Tucatinib, which was recently granted Breakthrough Therapy designation by the U.S. Food and Drug Administraion (FDA) is a highly selective inhibitor of HER2 tyrosine kinase with minimal inhibition of epidermal growth factor receptor. The novel targeted compound binds the internal domain of the HER2 protein, whereas trastuzumab binds to the external domain.

No single regimen is an established standard of care for patients with progressing HER2-positive metastatic breast cancer previously treated with trastuzumab, pertuzumab, and ado-trastuzu­mab emtansine (T-DM1). More than 50% of these patients will develop brain metastasis, and thus far, treatments have been suboptimal.

Eric P. Winer, MD, FASCO

Eric P. Winer, MD, FASCO

Senior study author Eric P. Winer, MD, FASCO, Chief of the Division of Breast Oncology at the Susan F. Smith Center for Women’s Cancers, Dana-Farber Cancer Institute, Boston, said, “The results of this trial represent significant progress … including the first evidence from a clinical trial of a targeted agent that can improve survival for patients with HER2-positive breast cancer that has metastasized to the brain.”

Study results were published online in The New England Journal of Medicine to coincide with the presentation.2 

“HER2CLIMB is the first completed randomized trial to include patients with [HER2-positive breast cancer with] brain metastases.
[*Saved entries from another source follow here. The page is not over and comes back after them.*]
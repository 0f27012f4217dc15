//! Database connection and lifecycle management

use anyhow::{Context, Result};
use rusqlite::Connection;
use std::path::Path;
use std::sync::{Arc, Mutex, MutexGuard};
use tracing::{debug, error, info};

use super::schema::init_schema;
use crate::error::ScanError;

/// Shared SQLite handle injected into the ingestor and the query service.
///
/// Every clone shares one connection; statements serialize on its lock.
#[derive(Clone)]
pub struct Database {
    conn: Arc<Mutex<Connection>>,
    db_path: String,
}

impl Database {
    /// Open (or create) the database and ensure the schema exists
    pub fn new(db_path: &str) -> Result<Self> {
        info!(path = %db_path, "Initializing database");

        if Path::new(db_path).exists() {
            let (_, size) = Self::file_size(db_path);
            info!(path = %db_path, size = %size, "Found existing database file");
        } else {
            info!(path = %db_path, "Creating new database file");
        }

        if let Some(parent) = Path::new(db_path).parent() {
            if !parent.as_os_str().is_empty() && !parent.exists() {
                info!(directory = %parent.display(), "Creating database directory");
                std::fs::create_dir_all(parent).context("Failed to create database directory")?;
            }
        }

        debug!(path = %db_path, "Opening SQLite connection");
        let conn = Connection::open(db_path)
            .map_err(|e| {
                error!(path = %db_path, error = %e, "Failed to open SQLite database");
                e
            })
            .context("Failed to open SQLite database")?;

        let sqlite_version: String = conn
            .query_row("SELECT sqlite_version()", [], |row| row.get(0))
            .unwrap_or_else(|_| "unknown".to_string());

        init_schema(&conn)?;

        let scan_count: i64 = conn
            .query_row("SELECT COUNT(*) FROM scan_results", [], |row| row.get(0))
            .unwrap_or(0);

        let db = Self {
            conn: Arc::new(Mutex::new(conn)),
            db_path: db_path.to_string(),
        };

        let (size_bytes, size_human) = db.get_db_size();
        info!(
            path = %db_path,
            size = %size_human,
            size_bytes = size_bytes,
            scans = scan_count,
            sqlite_version = %sqlite_version,
            "Database initialized successfully"
        );

        Ok(db)
    }

    /// Acquire the shared connection
    pub(crate) fn lock(&self) -> Result<MutexGuard<'_, Connection>, ScanError> {
        self.conn.lock().map_err(|_| ScanError::LockPoisoned)
    }

    /// Round-trip a trivial statement to confirm the backend answers
    pub fn ping(&self) -> Result<(), ScanError> {
        let conn = self.lock()?;
        conn.query_row("SELECT 1", [], |row| row.get::<_, i64>(0))
            .map_err(|source| ScanError::Persistence {
                context: "failed to ping database",
                source,
            })?;
        Ok(())
    }

    pub fn path(&self) -> &str {
        &self.db_path
    }

    /// Get database file size
    pub fn get_db_size(&self) -> (u64, String) {
        Self::file_size(&self.db_path)
    }

    fn file_size(path: &str) -> (u64, String) {
        match std::fs::metadata(path) {
            Ok(metadata) => {
                let size = metadata.len();
                (size, Self::format_bytes(size))
            }
            Err(_) => (0, "0 B".to_string()),
        }
    }

    /// Format bytes into human-readable string
    pub(super) fn format_bytes(bytes: u64) -> String {
        const KB: u64 = 1024;
        const MB: u64 = KB * 1024;
        const GB: u64 = MB * 1024;

        if bytes >= GB {
            format!("{:.2} GB", bytes as f64 / GB as f64)
        } else if bytes >= MB {
            format!("{:.2} MB", bytes as f64 / MB as f64)
        } else if bytes >= KB {
            format!("{:.2} KB", bytes as f64 / KB as f64)
        } else {
            format!("{} B", bytes)
        }
    }
}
Tucatinib in combination with trastuzumab and capecitabine has the potential to become a new standard of care in this patient population with and without brain metastases,” said Rashmi K. Murthy, MD, of The University of Texas MD Anderson Cancer Center, Houston, who presented the results at SABCS.

Rashmi K. Murthy, MD

Rashmi K. Murthy, MD

HER2-positive breast cancer accounts for 15% to 20% of breast cancers. The FDA approval of the first anti-HER2 drug, trastuzu­mab, markedly improved outcomes for some patients. Pertuzumab, another anti-HER2 drug, and T-DM1, an antibody-drug conjugate, are established treatments for HER2-positive breast cancer. Although these agents can extend survival, patients eventually develop resistance to them.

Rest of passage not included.